9. A client thus has an unqualified right to require a bill to be assessed for a month after its delivery. After that, he can still ask for assessment to be ordered, but “special circumstances” will need to be shown if more than 12 months have passed since the bill was delivered, a judgment has been obtained in respect of the bill or the bill has been paid. Where, moreover, upwards of 12 months have elapsed since payment, no order for assessment can be made (see section 70(4)). As for the costs of an assessment, the client can expect to recover his costs from the solicitor if the amount billed is reduced by a fifth, but will otherwise normally have to bear the solicitor’s costs.

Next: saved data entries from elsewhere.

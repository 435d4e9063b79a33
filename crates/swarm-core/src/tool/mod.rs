//! Tool system
//!
//! Tools are registered once in a shared [`ToolManager`]; each task gets an
//! immutable [`ToolView`] restricted to the names its policy allows.

pub mod manager;
pub mod traits;
pub mod view;

pub use manager::ToolManager;
pub use traits::{Tool, ToolResult};
pub use view::ToolView;
//! Provider-neutral chat types

use serde::{Deserialize, Serialize};

/// Conversation role
#[derive(Debug, Clone, Copy, PartialEq, Eq, Serialize, Deserialize)]
#[serde(rename_all = "lowercase")]
pub enum Role {
    System,
    User,
    Assistant,
    Tool,
}

/// A tool invocation requested by the model
#[derive(Debug, Clone, PartialEq, Serialize, Deserialize)]
pub struct ToolCall {
    pub id: String,
    pub name: String,
    pub arguments: serde_json::Value,
}

impl ToolCall {
    pub fn new(
        id: impl Into<String>,
        name: impl Into<String>,
        arguments: serde_json::Value,
    ) -> Self {
        Self {
            id: id.into(),
            name: name.into(),
            arguments,
        }
    }
}

/// Message in conversation
#[derive(Debug, Clone, Serialize, Deserialize)]
pub struct Message {
    pub role: Role,
    pub content: String,
    /// Tool calls issued by an assistant turn
    #[serde(default, skip_serializing_if = "Vec::is_empty")]
    pub tool_calls: Vec<ToolCall>,
    /// Set on tool-role messages: the call this message answers
    #[serde(default, skip_serializing_if = "Option::is_none")]
    pub tool_call_id: Option<String>,
    #[serde(default, skip_serializing_if = "std::ops::Not::not")]
    pub is_error: bool,
}

impl Message {
    fn text(role: Role, content: impl Into<String>) -> Self {
        Self {
            role,
            content: content.into(),
            tool_calls: vec![],
            tool_call_id: None,
            is_error: false,
        }
    }

    /// Create a system message
    pub fn system(content: impl Into<String>) -> Self {
        Self::text(Role::System, content)
    }

    /// Create a user message
    pub fn user(content: impl Into<String>) -> Self {
        Self::text(Role::User, content)
    }

    /// Create an assistant message with text
    pub fn assistant(content: impl Into<String>) -> Self {
        Self::text(Role::Assistant, content)
    }

    /// Create an assistant turn that requested tool calls
    pub fn assistant_with_tools(content: impl Into<String>, tool_calls: Vec<ToolCall>) -> Self {
        Self {
            tool_calls,
            ..Self::text(Role::Assistant, content)
        }
    }

    /// Create a tool-role message carrying a tool result
    pub fn tool_result(
        tool_call_id: impl Into<String>,
        content: impl Into<String>,
        is_error: bool,
    ) -> Self {
        Self {
            tool_call_id: Some(tool_call_id.into()),
            is_error,
            ..Self::text(Role::Tool, content)
        }
    }
}

/// Tool definition advertised to the model
#[derive(Debug, Clone, PartialEq, Serialize, Deserialize)]
pub struct ToolDefinition {
    pub name: String,
    pub description: String,
    pub input_schema: serde_json::Value,
}

impl ToolDefinition {
    pub fn new(
        name: impl Into<String>,
        description: impl Into<String>,
        input_schema: serde_json::Value,
    ) -> Self {
        Self {
            name: name.into(),
            description: description.into(),
            input_schema,
        }
    }
}

/// Per-request generation options
#[derive(Debug, Clone, Default, Serialize, Deserialize)]
pub struct ChatOptions {
    #[serde(skip_serializing_if = "Option::is_none")]
    pub max_tokens: Option<u64>,
    #[serde(skip_serializing_if = "Option::is_none")]
    pub temperature: Option<f32>,
}

/// Chat request handed to an [`LlmProvider`](super::LlmProvider)
#[derive(Debug, Clone, Default, Serialize, Deserialize)]
pub struct ChatRequest {
    pub messages: Vec<Message>,
    #[serde(default)]
    pub tools: Vec<ToolDefinition>,
    /// Model override; the provider default is used when unset
    #[serde(skip_serializing_if = "Option::is_none")]
    pub model: Option<String>,
    #[serde(default)]
    pub options: ChatOptions,
}

/// Token usage information
#[derive(Debug, Clone, Copy, Default, PartialEq, Eq, Serialize, Deserialize)]
pub struct Usage {
    pub input_tokens: u64,
    pub output_tokens: u64,
}

/// Normalised provider response
#[derive(Debug, Clone, Default, Serialize, Deserialize)]
pub struct ChatResponse {
    pub content: String,
    #[serde(default)]
    pub tool_calls: Vec<ToolCall>,
    #[serde(skip_serializing_if = "Option::is_none")]
    pub usage: Option<Usage>,
    pub finish_reason: String,
}

impl ChatResponse {
    /// A final text answer with no tool calls
    pub fn text(content: impl Into<String>) -> Self {
        Self {
            content: content.into(),
            tool_calls: vec![],
            usage: None,
            finish_reason: "stop".to_string(),
        }
    }

    /// A turn that only requests tool calls
    pub fn tool_calls(tool_calls: Vec<ToolCall>) -> Self {
        Self {
            content: String::new(),
            tool_calls,
            usage: None,
            finish_reason: "tool_use".to_string(),
        }
    }

    pub fn has_tool_calls(&self) -> bool {
        !self.tool_calls.is_empty()
    }
}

10. Section 70 of the 1974 Act largely reflects much older legislation. As Ward LJ explained in Ralph Hume Garry v Gwillim  EWCA Civ 1500,  1 WLR 510 (at paragraph 19), there is, more generally, “a marked similarity in the substance of the provisions of the [Solicitors Act 1843] and the 1974 Act”.
11. Several further provisions of the 1974 Act are noteworthy in the context of the submissions addressed to us. In the first place, section 65 allows a solicitor instructed on contentious business to withdraw from the retainer if his client fails to comply with a request for a reasonable payment on account. Section 65(2) reads:
“If a solicitor who has been retained by a client to conduct contentious business requests the client to make a payment of a sum of money, being a reasonable sum on account of the costs incurred or to be incurred in the conduct of that business and the client refuses or fails within a reasonable time to make that payment, the refusal or failure shall be deemed to be a good cause whereby the solicitor may, upon giving reasonable notice to the client, withdraw from the retainer.”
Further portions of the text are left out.